Says Melantha: “This song has been created to celebrate the spirit of the Sinhala and Tamil New Year and to share the joy of the Awurudu season with all Sri Lankans”.

Yes, of course, Melantha composed the song, with the lyrics written collaboratively by Melantha, Badra, and the parents of the talented performers, whose creative input brought the song to life during moments of inspiration.

Melantha Perera: Awesome work with Bright Light Band

This meaningful collaboration reflects the strong community behind the Bright Light Band.

According to Melantha, accompaning the song is a vibrant video production that also features the involvement of the parents, highlighting unity, joy, and togetherness.

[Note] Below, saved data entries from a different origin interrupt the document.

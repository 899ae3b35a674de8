/// OpenAI-compatible chat completion types for forecast generation
use daybook_domain::DaybookError;
use serde::{Deserialize, Serialize};

/// Generation client error types
#[derive(Debug, thiserror::Error)]
pub enum GenerationClientError {
    /// Network-level error (connection failed, timeout, etc.)
    #[error("Network error: {0}")]
    Network(String),

    /// The API returned an error response
    #[error("API error (status {status}): {message}")]
    Api { status: u16, message: String },

    /// Rate limit exceeded - should retry after delay
    #[error("Rate limit exceeded (retry after {0}s)")]
    RateLimit(u64),

    /// Authentication failed (missing or invalid API key)
    #[error("Authentication failed: {0}")]
    Authentication(String),

    /// Response body doesn't match expected schema
    #[error("Invalid response schema: {0}")]
    InvalidSchema(String),
}

impl From<GenerationClientError> for DaybookError {
    fn from(err: GenerationClientError) -> Self {
        match err {
            GenerationClientError::RateLimit(_) => DaybookError::Quota(err.to_string()),
            other => DaybookError::Generation(other.to_string()),
        }
    }
}

/// Internal types for the Chat Completions API
#[derive(Debug, Serialize)]
pub(crate) struct ChatCompletionRequest {
    pub model: String,
    pub messages: Vec<ChatMessage>,
    pub max_tokens: u32,
    pub temperature: f32,
}

#[derive(Debug, Serialize)]
pub(crate) struct ChatMessage {
    pub role: String,
    pub content: String,
}

/// Response from the Chat Completions API
#[derive(Debug, Deserialize)]
pub(crate) struct ChatCompletionResponse {
    pub choices: Vec<Choice>,
    #[serde(default)]
    pub usage: Option<Usage>,
}

#[derive(Debug, Deserialize)]
pub(crate) struct Choice {
    pub message: Message,
}

#[derive(Debug, Deserialize)]
pub(crate) struct Message {
    #[serde(default)]
    pub content: Option<String>,
}

#[derive(Debug, Deserialize)]
pub(crate) struct Usage {
    pub total_tokens: i32,
    pub prompt_tokens: i32,
    pub completion_tokens: i32,
}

Beyond showcasing their musical talents, the visually impaired members of Bright Light Band deliver a powerful message, through this project, that their abilities extend beyond singing, as they also express themselves through movement and dance.

Melantha expressed his satisfaction with the outcome of the project and looks forward to sharing it with audiences across the country during this festive season.

He went on to say that Bright Light Band extends its sincere gratitude to Bcert Australia for their generous Mian sponsorship, the CEO of the company, Samath Fernando, for his continuous support in making such initiatives possible, and Rukshan Perera for his personal support and encouragement in bringing this project to completion.

The band also acknowledges Udara Fernando for his invaluable contribution, generously providing studio space and accommodating extended recording sessions to suit the children’s availability.

Appreciation is warmly extended to the parents, whose unwavering commitment from ensuring attendance at rehearsals to supporting the video production has been instrumental in the success of this project.

Through ‘Awurudu Kaale’, Bright Light Band hopes to spread festive cheer and inspire audiences, proving that passion and talent know no boundaries.